While I’m still in the thick of this struggle, it’s taught me to lighten up a little bit. In the past year or so, I’ve become more accepting of this whole faith thing as a journey. I’ve read countless memoirs of people with the same doubts, the same problems with the church, and the same anxieties. They have made me feel so much less alone, and a small part of me notices their ability to have seemingly well-adjusted lives (with spouses!) while living in the tension of sometimes believing in the God they grew up with and sometimes not.
For the most part, I love my single life. I started writing down the reasons being single is awesome-lots of leftovers, no one to consult with before spending money, spontaneous road trips, etc. What they say about cultivating gratitude as being the key to happiness is true. While I do feel strongly that I want a husband to share my life with one day, I now realize I need to maximize this time of singleness and not wish it away.
I still worry about finding a partner, but I know I need to figure this faith thing out. First, I need to calm down. I don’t need to pull my hair out figuring out my stance on every bit of controversial theology by tomorrow.
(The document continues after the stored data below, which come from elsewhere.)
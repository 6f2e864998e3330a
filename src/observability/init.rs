//! Tracing initialization and subscriber setup.

use super::exporter;
use crate::Config;
use opentelemetry::trace::TracerProvider as _;
use opentelemetry_sdk::resource::Resource;
use tracing_opentelemetry::OpenTelemetryLayer;
use tracing_subscriber::{layer::SubscriberExt, util::SubscriberInitExt, EnvFilter};

/// Service name attached to exported spans.
const SERVICE_NAME: &str = "resource-hub";

/// Initializes the global tracing subscriber.
///
/// # Trace Level Resolution
///
/// 1. `config.trace_level` if set
/// 2. Default: `"info"`
///
/// # Sinks
///
/// - `config.trace_file` set: spans are exported through OpenTelemetry as
///   JSON lines appended to that file. The parent directory is created if
///   missing; if that fails tracing stays off.
/// - otherwise: formatted events go to stderr.
///
/// Safe to call more than once; only the first call installs a subscriber and
/// the global tracer provider. Later calls at most create the trace directory.
///
/// # Example
///
/// ```rust
/// use resource_hub::observability::init_tracing;
/// use resource_hub::Config;
///
/// let config = Config {
///     trace_level: Some("debug".to_string()),
///     ..Default::default()
/// };
///
/// init_tracing(&config);
/// tracing::debug!("tracing is now active");
/// ```
pub fn init_tracing(config: &Config) {
    let level = config
        .trace_level
        .clone()
        .unwrap_or_else(|| "info".to_string());

    let otel = match &config.trace_file {
        Some(trace_file) => {
            if let Some(parent) = trace_file.parent() {
                if std::fs::create_dir_all(parent).is_err() {
                    return;
                }
            }

            let resource = Resource::new(vec![opentelemetry::KeyValue::new(
                "service.name",
                SERVICE_NAME,
            )]);
            let provider = exporter::create_tracer_provider(trace_file.clone(), resource);
            let layer = OpenTelemetryLayer::new(provider.tracer(SERVICE_NAME));
            Some((provider, layer))
        }
        None => None,
    };

    let (provider, otel_layer) = otel.unzip();
    let fmt_layer = otel_layer
        .is_none()
        .then(|| tracing_subscriber::fmt::layer().with_writer(std::io::stderr));

    let installed = tracing_subscriber::registry()
        .with(EnvFilter::new(level))
        .with(otel_layer)
        .with(fmt_layer)
        .try_init()
        .is_ok();

    // The global provider belongs to whichever call installed the subscriber.
    if installed {
        if let Some(provider) = provider {
            opentelemetry::global::set_tracer_provider(provider);
        }
    }
}
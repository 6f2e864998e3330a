//! Derivation of the visible resource set.
//!
//! The engine is a pure function of `(resources, filters, search)`. It returns
//! an order-preserving subsequence of its input and never fails: when nothing
//! passes, the result is simply empty.
//!
//! A resource is visible iff it passes all three predicates:
//!
//! 1. **Search**: if the query is non-empty, a case-insensitive substring of
//!    the title, topic or category (any one suffices).
//! 2. **Document type**: if any type is selected, the resource's type must be
//!    one of them; with nothing selected every type passes.
//! 3. **Category gate**: resources labelled "Secure Base" or "Wellbeing" are
//!    hidden when the matching principle flag is off. Other labels always pass.
//!
//! # Example
//!
//! ```
//! use resource_hub::domain::{FilterState, Resource, ResourceType, SearchState, Swatch};
//! use resource_hub::engine::filter_resources;
//!
//! let resources = vec![
//!     Resource::new("1", "Guide A", "Topic", ResourceType::Link, Swatch::Red).with_category("Secure Base"),
//!     Resource::new("2", "Guide B", "Topic", ResourceType::Pdf, Swatch::Blue).with_category("Wellbeing"),
//! ];
//! let mut filters = FilterState::default();
//! filters.key_foundational_principles.wellbeing = false;
//!
//! let visible = filter_resources(&resources, &filters, &SearchState::new("guide"));
//! let ids: Vec<&str> = visible.iter().map(|r| r.id.as_str()).collect();
//! assert_eq!(ids, ["1"]);
//! ```

mod predicates;

pub use predicates::{matches_category_gate, matches_document_type, matches_search};

use crate::domain::{DocumentTypeFilters, FilterState, PrincipleFilters, Resource, SearchState};

/// A prepared filter for one derivation.
///
/// Lowercases the query and resolves whether any document type is selected
/// once, so that evaluating each resource is a constant amount of work on top
/// of the substring scan.
#[derive(Debug, Clone)]
pub struct ResourceFilter {
    needle: Option<String>,
    /// `None` when no type is selected, i.e. every type passes.
    document_types: Option<DocumentTypeFilters>,
    principles: PrincipleFilters,
}

impl ResourceFilter {
    #[must_use]
    pub fn new(filters: &FilterState, search: &SearchState) -> Self {
        let needle = search.is_active().then(|| search.query.to_lowercase());

        Self {
            needle,
            document_types: filters
                .document_type
                .any_selected()
                .then_some(filters.document_type),
            principles: filters.key_foundational_principles,
        }
    }

    /// Whether `resource` passes all predicates.
    #[must_use]
    pub fn matches(&self, resource: &Resource) -> bool {
        self.needle
            .as_deref()
            .map_or(true, |needle| matches_search(resource, needle))
            && self
                .document_types
                .map_or(true, |types| types.get(resource.resource_type))
            && matches_category_gate(resource, &self.principles)
    }
}

/// Returns the resources that pass every predicate, in input order.
#[must_use]
pub fn filter_resources<'a>(
    resources: &'a [Resource],
    filters: &FilterState,
    search: &SearchState,
) -> Vec<&'a Resource> {
    let _span = tracing::debug_span!(
        "filter_resources",
        total_resources = resources.len(),
        query_len = search.query.len(),
        any_type_selected = filters.document_type.any_selected()
    )
    .entered();

    let filter = ResourceFilter::new(filters, search);
    let visible: Vec<&Resource> = resources.iter().filter(|r| filter.matches(r)).collect();

    tracing::debug!(visible_count = visible.len(), "resources filtered");

    visible
}

#[cfg(test)]
mod tests {
    use super::*;
    use crate::domain::{FilterKey, ResourceType, Swatch};

    fn resource(id: &str, title: &str, resource_type: ResourceType, category: Option<&str>) -> Resource {
        let r = Resource::new(id, title, "Sample Topic", resource_type, Swatch::Red);
        match category {
            Some(c) => r.with_category(c),
            None => r,
        }
    }

    fn ids<'a>(visible: &[&'a Resource]) -> Vec<&'a str> {
        visible.iter().map(|r| r.id.as_str()).collect()
    }

    #[test]
    fn search_is_case_insensitive() {
        let resources = vec![resource("1", "Resource 1", ResourceType::Doc, None)];
        let visible = filter_resources(&resources, &FilterState::default(), &SearchState::new("resource"));
        assert_eq!(ids(&visible), ["1"]);
    }

    #[test]
    fn no_document_type_selected_shows_every_type() {
        let resources: Vec<Resource> = ResourceType::ALL
            .into_iter()
            .enumerate()
            .map(|(i, t)| resource(&i.to_string(), "t", t, None))
            .collect();

        let visible = filter_resources(&resources, &FilterState::default(), &SearchState::default());
        assert_eq!(visible.len(), 4);
    }

    #[test]
    fn type_selection_is_resolved_when_prepared() {
        let open = ResourceFilter::new(&FilterState::default(), &SearchState::default());
        assert!(open.document_types.is_none());

        let filters = FilterState::default().with(FilterKey::DocumentType(ResourceType::Pdf), true);
        let restricted = ResourceFilter::new(&filters, &SearchState::default());
        assert_eq!(restricted.document_types, Some(filters.document_type));

        for t in ResourceType::ALL {
            let r = resource("1", "t", t, None);
            assert_eq!(restricted.matches(&r), matches_document_type(&r, &filters.document_type));
            assert!(open.matches(&r));
        }
    }

    #[test]
    fn selected_document_types_restrict_results() {
        let resources = vec![
            resource("1", "a", ResourceType::Link, None),
            resource("2", "b", ResourceType::Pdf, None),
        ];
        let filters = FilterState::default().with(FilterKey::DocumentType(ResourceType::Link), true);

        let visible = filter_resources(&resources, &filters, &SearchState::default());
        assert_eq!(ids(&visible), ["1"]);
    }

    #[test]
    fn search_hit_failing_type_filter_is_hidden() {
        let resources = vec![resource("1", "Guide", ResourceType::Pdf, None)];
        let filters = FilterState::default().with(FilterKey::DocumentType(ResourceType::Video), true);

        let visible = filter_resources(&resources, &filters, &SearchState::new("guide"));
        assert!(visible.is_empty());
    }

    #[test]
    fn category_matches_search() {
        let resources = vec![
            resource("1", "Chat", ResourceType::Link, Some("Secure Base")),
            resource("2", "Chat", ResourceType::Link, None),
        ];

        let visible = filter_resources(&resources, &FilterState::default(), &SearchState::new("secure"));
        assert_eq!(ids(&visible), ["1"]);
    }

    #[test]
    fn empty_input_yields_empty_output() {
        let visible = filter_resources(&[], &FilterState::default(), &SearchState::new("x"));
        assert!(visible.is_empty());
    }

    #[test]
    fn preserves_input_order() {
        let resources = vec![
            resource("c", "guide", ResourceType::Doc, None),
            resource("a", "guide", ResourceType::Doc, None),
            resource("b", "guide", ResourceType::Doc, None),
        ];
        let visible = filter_resources(&resources, &FilterState::default(), &SearchState::new("GUIDE"));
        assert_eq!(ids(&visible), ["c", "a", "b"]);
    }
}
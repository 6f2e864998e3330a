//! Property tests for filter state updates and resource derivation.

use proptest::prelude::*;
use resource_hub::app::{AppState, StateChange, StateSnapshot};
use resource_hub::domain::{
    FilterGroup, FilterKey, FilterState, Resource, ResourceType, SearchState, Swatch,
};
use resource_hub::engine::filter_resources;
use std::cell::Cell;
use std::rc::Rc;

fn all_keys() -> Vec<FilterKey> {
    FilterGroup::ALL.into_iter().flat_map(FilterGroup::keys).collect()
}

fn arb_filter_state() -> impl Strategy<Value = FilterState> {
    proptest::collection::vec(any::<bool>(), all_keys().len()).prop_map(|flags| {
        all_keys()
            .into_iter()
            .zip(flags)
            .fold(FilterState::default(), |state, (key, value)| state.with(key, value))
    })
}

fn arb_key() -> impl Strategy<Value = FilterKey> {
    proptest::sample::select(all_keys())
}

fn arb_category() -> impl Strategy<Value = Option<String>> {
    prop_oneof![
        Just(None),
        Just(Some("Secure Base".to_string())),
        Just(Some("Wellbeing".to_string())),
        Just(Some("Mission and Vision".to_string())),
    ]
}

fn arb_resources() -> impl Strategy<Value = Vec<Resource>> {
    proptest::collection::vec(
        (
            "[a-zA-Z ]{0,12}",
            proptest::sample::select(ResourceType::ALL.to_vec()),
            arb_category(),
        ),
        0..=12,
    )
    .prop_map(|items| {
        items
            .into_iter()
            .enumerate()
            .map(|(i, (title, resource_type, category))| {
                let resource = Resource::new(i.to_string(), title, "Topic", resource_type, Swatch::Blue);
                match category {
                    Some(label) => resource.with_category(label),
                    None => resource,
                }
            })
            .collect()
    })
}

proptest! {
    /// Setting one entry leaves every other entry untouched.
    #[test]
    fn with_overrides_exactly_one_entry(
        state in arb_filter_state(),
        key in arb_key(),
        value in any::<bool>(),
    ) {
        let next = state.with(key, value);

        prop_assert_eq!(next.get(key), value);
        for ((k, before), (_, after)) in state.entries().zip(next.entries()) {
            if k != key {
                prop_assert_eq!(before, after, "{} changed", k);
            }
        }
    }

    /// Applying the same filter twice notifies observers at most once.
    #[test]
    fn repeated_filter_updates_are_idempotent(
        initial in arb_filter_state(),
        key in arb_key(),
        value in any::<bool>(),
    ) {
        let mut state = AppState::new(initial);
        let notified = Rc::new(Cell::new(0_u32));
        let counter = Rc::clone(&notified);
        state.subscribe(move |_: &StateChange, _: &StateSnapshot| counter.set(counter.get() + 1));

        state.apply_filter(key, value);
        let after_first = *state.filters();
        state.apply_filter(key, value);

        prop_assert_eq!(*state.filters(), after_first);
        let expected = u32::from(initial.get(key) != value);
        prop_assert_eq!(notified.get(), expected);
    }

    /// The output is an order-preserving subsequence of the input.
    #[test]
    fn derivation_preserves_catalog_order(
        resources in arb_resources(),
        filters in arb_filter_state(),
        query in "[a-z]{0,3}",
    ) {
        let visible = filter_resources(&resources, &filters, &SearchState::new(query));

        let positions: Vec<usize> = visible
            .iter()
            .map(|r| resources.iter().position(|candidate| candidate.id == r.id).unwrap())
            .collect();
        prop_assert!(positions.windows(2).all(|w| w[0] < w[1]));
    }

    /// No search, no type selected and both gating principles on: nothing is hidden.
    #[test]
    fn unrestricted_state_shows_everything(
        resources in arb_resources(),
        categories in arb_filter_state(),
    ) {
        let mut filters = categories;
        filters.document_type = Default::default();
        filters.key_foundational_principles.secure_base = true;
        filters.key_foundational_principles.wellbeing = true;

        let visible = filter_resources(&resources, &filters, &SearchState::default());
        prop_assert_eq!(visible.len(), resources.len());
    }

    /// Adding a search query can only narrow the result.
    #[test]
    fn search_narrows_results(
        resources in arb_resources(),
        filters in arb_filter_state(),
        query in "[a-z]{1,3}",
    ) {
        let without = filter_resources(&resources, &filters, &SearchState::default());
        let with = filter_resources(&resources, &filters, &SearchState::new(query));

        prop_assert!(with.iter().all(|r| without.iter().any(|w| w.id == r.id)));
    }

    /// Category filters never change the visible set.
    #[test]
    fn category_flags_do_not_filter(
        resources in arb_resources(),
        filters in arb_filter_state(),
        categories in arb_filter_state(),
    ) {
        let mut other = filters;
        other.categories = categories.categories;

        let a: Vec<&str> = filter_resources(&resources, &filters, &SearchState::default())
            .iter()
            .map(|r| r.id.as_str())
            .collect();
        let b: Vec<&str> = filter_resources(&resources, &other, &SearchState::default())
            .iter()
            .map(|r| r.id.as_str())
            .collect();
        prop_assert_eq!(a, b);
    }
}
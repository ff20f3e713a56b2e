//! TypeScript declarations.
//!
//! - [`interface`] renders an `export interface` from [`FieldShape`]s.
//! - [`derived_declarations`] derives a `{LayoutId}Form` interface from each
//!   layout's inputs and a `{TableId}Row` interface per table.
//! - [`event_stubs`] renders `eventHandlers.ts`, one exported stub per
//!   distinct handler name.
//! - [`metadata_module`] renders `MetaDataField.ts`, the metadata object
//!   generated components import.
//!
//! A layout's own leaves are the ones not reached through a sub-layout; each
//! distinct layout contributes its own leaves once.

use std::{collections::HashSet, fmt, rc::Rc};

use indexmap::IndexSet;

use pagesmith_core::{
    layout::{Layout, LayoutPart},
    meta::{FieldMeta, TableColumnMeta},
    traverse::{self, LeafEntry},
};

const GENERATED_HEADER: &str = "// This file is auto-generated. Do not edit directly.\n";

/// File name of the event stub module.
pub const EVENT_STUBS_FILE: &str = "eventHandlers";

/// File name of the metadata module.
pub const METADATA_FILE: &str = "MetaDataField";

/// TypeScript type of a field.
#[derive(Debug, Clone, PartialEq, Eq)]
pub enum TsType {
    String,
    Number,
    /// Union of string literals; an empty union is rendered as `string`.
    Union(Vec<String>),
}

impl fmt::Display for TsType {
    fn fmt(&self, f: &mut fmt::Formatter<'_>) -> fmt::Result {
        match self {
            TsType::String => f.write_str("string"),
            TsType::Number => f.write_str("number"),
            TsType::Union(options) if options.is_empty() => f.write_str("string"),
            TsType::Union(options) => {
                let literals: Vec<String> = options.iter().map(|o| quote(o)).collect();
                f.write_str(&literals.join(" | "))
            }
        }
    }
}

/// One property of a generated interface.
#[derive(Debug, Clone, PartialEq, Eq)]
pub struct FieldShape {
    name: String,
    label: String,
    ty: TsType,
}

impl FieldShape {
    pub fn new(name: impl Into<String>, label: impl Into<String>, ty: TsType) -> Self {
        Self {
            name: name.into(),
            label: label.into(),
            ty,
        }
    }

    /// Form fields are always strings.
    pub fn from_field(meta: &FieldMeta) -> Self {
        Self::new(meta.id(), meta.label(), TsType::String)
    }

    pub fn from_column(column: &TableColumnMeta) -> Self {
        let ty = match column {
            TableColumnMeta::Text { .. } | TableColumnMeta::Date { .. } => TsType::String,
            TableColumnMeta::Number { .. } => TsType::Number,
            TableColumnMeta::Select { options, .. } => TsType::Union(options.clone()),
        };
        Self::new(column.id(), column.label(), ty)
    }

    pub fn name(&self) -> &str {
        &self.name
    }

    pub fn ty(&self) -> &TsType {
        &self.ty
    }
}

/// A named TypeScript file body.
#[derive(Debug, Clone, PartialEq, Eq)]
pub struct Declaration {
    pub name: String,
    pub source: String,
}

/// Single-quoted TypeScript string literal.
fn quote(value: &str) -> String {
    let escaped = value
        .replace('\\', "\\\\")
        .replace('\'', "\\'")
        .replace('\n', "\\n");
    format!("'{escaped}'")
}

/// `export interface {name} { ... }` with one property per shape.
pub fn interface(name: &str, fields: &[FieldShape]) -> String {
    let mut out = String::from(GENERATED_HEADER);
    out.push('\n');
    out.push_str(&format!("export interface {name} {{\n"));
    for field in fields {
        out.push_str(&format!("  /** {} */\n", field.label));
        out.push_str(&format!("  {}: {};\n", field.name, field.ty));
    }
    out.push_str("}\n");
    out
}

/// Distinct layouts reachable from `root`, root first.
fn distinct_layouts(root: &Layout) -> Vec<&Layout> {
    let mut layouts = Vec::new();
    traverse::walk_layouts(root, |layout| layouts.push(layout));
    layouts
}

/// Leaves of `layout` that are not inside one of its sub-layouts.
fn own_leaves(layout: &Layout) -> Vec<LeafEntry<'_>> {
    traverse::flatten_leaves(layout)
        .into_iter()
        .filter(|entry| {
            !entry
                .group()
                .iter()
                .any(|label| label.starts_with("SubLayout: "))
        })
        .collect()
}

/// Form and table-row interfaces for every distinct layout under `root`.
pub fn derived_declarations(root: &Layout) -> Vec<Declaration> {
    let mut out = Vec::new();
    let mut tables = IndexSet::new();

    for layout in distinct_layouts(root) {
        let leaves = own_leaves(layout);

        let inputs: Vec<FieldShape> = leaves
            .iter()
            .filter_map(|entry| match entry.part() {
                LayoutPart::InputText(meta) => Some(FieldShape::from_field(meta)),
                _ => None,
            })
            .collect();
        if !inputs.is_empty() {
            let name = format!("{}Form", layout.id());
            out.push(Declaration {
                source: interface(&name, &inputs),
                name,
            });
        }

        for entry in &leaves {
            let LayoutPart::Table(meta) = entry.part() else {
                continue;
            };
            if !tables.insert(meta.id()) {
                continue;
            }
            let shapes: Vec<FieldShape> =
                meta.columns().iter().map(FieldShape::from_column).collect();
            let name = format!("{}Row", meta.id());
            out.push(Declaration {
                source: interface(&name, &shapes),
                name,
            });
        }
    }
    out
}

/// `eventHandlers.ts`: handlers grouped under the layout that first binds
/// them, each handler exported once.
pub fn event_stubs(layouts: &[Rc<Layout>]) -> String {
    let mut out = String::from(GENERATED_HEADER);
    let mut seen_layouts = HashSet::new();
    let mut seen_handlers = HashSet::new();

    for root in layouts {
        for layout in distinct_layouts(root) {
            if !seen_layouts.insert(layout.id().to_string()) {
                continue;
            }

            let mut section = String::new();
            for entry in own_leaves(layout) {
                let meta = match entry.part() {
                    LayoutPart::InputText(meta) | LayoutPart::Button(meta) => meta,
                    _ => continue,
                };
                for event in meta.events() {
                    if !seen_handlers.insert(event.handler().to_string()) {
                        continue;
                    }
                    section.push('\n');
                    if let Some(description) = event.description() {
                        section.push_str(&format!("/** {description} */\n"));
                    }
                    section.push_str(&format!(
                        "export function {}(): void {{\n  // `{}` on {}\n}}\n",
                        event.handler(),
                        event.trigger(),
                        meta.id()
                    ));
                }
            }

            if !section.is_empty() {
                out.push_str(&format!(
                    "\n// ===== {} ({}) =====\n",
                    layout.title(),
                    layout.id()
                ));
                out.push_str(&section);
            }
        }
    }
    out
}

/// `MetaDataField.ts`: id, label and extras of every field and column under
/// `root`, grouped by layout.
pub fn metadata_module(root: &Layout) -> String {
    let mut entries: Vec<String> = Vec::new();
    let mut seen = HashSet::new();

    for layout in distinct_layouts(root) {
        let mut header = Some(format!("    // ===== {} =====\n", layout.id()));
        for entry in own_leaves(layout) {
            let mut push = |id: &str, props: Vec<String>| {
                if !seen.insert(id.to_string()) {
                    return;
                }
                let mut text = header.take().unwrap_or_default();
                text.push_str(&format!(
                    "    {id}: {{\n        {}\n    }}",
                    props.join(",\n        ")
                ));
                entries.push(text);
            };

            match entry.part() {
                LayoutPart::InputText(meta) | LayoutPart::Button(meta) => {
                    let mut props = vec![
                        format!("id: {}", quote(meta.id())),
                        format!("label: {}", quote(meta.label())),
                    ];
                    if let Some(length) = meta.length() {
                        props.push(format!("length: {length}"));
                    }
                    push(meta.id(), props);
                }
                LayoutPart::Table(meta) => {
                    for column in meta.columns() {
                        push(column.id(), column_props(column));
                    }
                }
                _ => {}
            }
        }
    }

    let mut out = String::from(GENERATED_HEADER);
    out.push_str("\nexport const MetaDataField = {\n");
    out.push_str(&entries.join(",\n"));
    if !entries.is_empty() {
        out.push('\n');
    }
    out.push_str("} as const;\n");
    out
}

fn column_props(column: &TableColumnMeta) -> Vec<String> {
    let mut props = vec![
        format!("id: {}", quote(column.id())),
        format!("label: {}", quote(column.label())),
    ];
    if !column.options().is_empty() {
        let options: Vec<String> = column.options().iter().map(|o| quote(o)).collect();
        props.push(format!("options: [{}]", options.join(", ")));
    }
    if let Some(length) = column.length() {
        props.push(format!("length: {length}"));
    }
    if let Some(format) = column.format() {
        props.push(format!("format: {}", quote(format)));
    }
    props
}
It’s not as if several suitors are banging down my apartment door, waiting to woo me should I decide that YES, I do in fact identify as an evangelical. I’m trying to listen, really listen, to older, smarter women who have been through some things. Women who have struggled with their faith, who have been married to someone who didn’t believe what they did, who never married. I won’t be passive in my search for God, waiting for him to reveal himself to me, but instead I’ll pursue him and the truth, knowing that the path won’t be a straight line. And as far as the guy goes, I’m learning to trust the timing of my life. Maybe the right one won’t come along until years from now, when I’ve hopefully solidified my beliefs. Maybe I’ll meet him tomorrow, and he’ll be in a similar place as I am spiritually. I certainly won’t wait for an epic breakthrough God-moment before saying yes to a date with the cute guy I’ve been getting to know. A little dinner never hurt anyone, right?
- Skepticism and Singleness - March 27, 2017
4 thoughts on “Skepticism and Singleness”
One perspective from someone who has been married a few years … there are no guarantees that if you find someone who is on the same page as you theologically, that you will stay on the same page. That’s where some of us who are married find ourselves at points in our relationships. Beliefs that we so easily took for granted change for one person but not the other … those are hard conversations.
Yes, I’ve heard of that happening and it’s definitely something I’m worried about as true faith can sometimes be a fluid thing. I’m trying to not be so anxious about all the possibilities, but it’s tough. Thanks for reading!
Finding myself in a similar place spiritually (and single), I appreciate this so much. I’ve gone through periods of questioning since I was eighteen, and after this last election, currently find myself in one right now. I’ve been through too much to NOT believe in God, but I can’t say I want to dive back head-first into Evangelical Christianity either. I want to develop a relationship deeper relationship with God outside of the church bubble, but I’m not sure how to go about that beyond journaling and Jesus Calling. How have you gone about the journey?
Thanks again for sharing!
I’m definitely still in the struggle. I plan to start studying the bible on my own and really try, with the help of some resources, to dig deep there. Also, I highly recommend any book by Anne Lamott, who has helped me see faith in a new, refreshing way, even amidst all the muck of things such as the election (which devastated me also). Also, Searching for Sunday by Rachel Held Evans. Good luck on your journey!